[Your instructions]
Within the records below, find each line that holds the string "schema", then copy it.

[Material shown]
//! tabula - an embeddable SQL engine over file-backed tables
//!
//! Statements run against in-memory typed tables. Each table is persisted
//! as one CSV file; `commit` writes every table out and `rollback` reloads
//! the last committed state.
//!
//! ```no_run
//! use tabula::{params, Connection};
//!
//! # fn main() -> tabula::Result<()> {
//! let conn = Connection::open_dir("data")?;
//! let mut cursor = conn.cursor()?;
//! cursor.execute("SELECT name, age FROM users WHERE age > ?", params![25])?;
//! for row in cursor.fetchall()? {
//!     println!("{:?}", row);
//! }
//! # Ok(())
//! # }
//! ```

pub mod catalog;
pub mod cli;
pub mod config;
pub mod connection;
pub mod cursor;
pub mod error;
pub mod executor;
pub mod parser;
pub mod schema;
pub mod table;

pub use config::{Backend, ConnectionBuilder, ConnectionOptions, ConnectionSource};
pub use connection::Connection;
pub use cursor::{ColumnDescription, Cursor, Rows};
pub use error::{Error, ErrorCategory, Result};
pub use parser::{Param, Params};
pub use schema::{DataType, Schema};
pub use table::{Column, Row, Table, Value};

[Response]
pub mod schema;
pub use schema::{DataType, Schema};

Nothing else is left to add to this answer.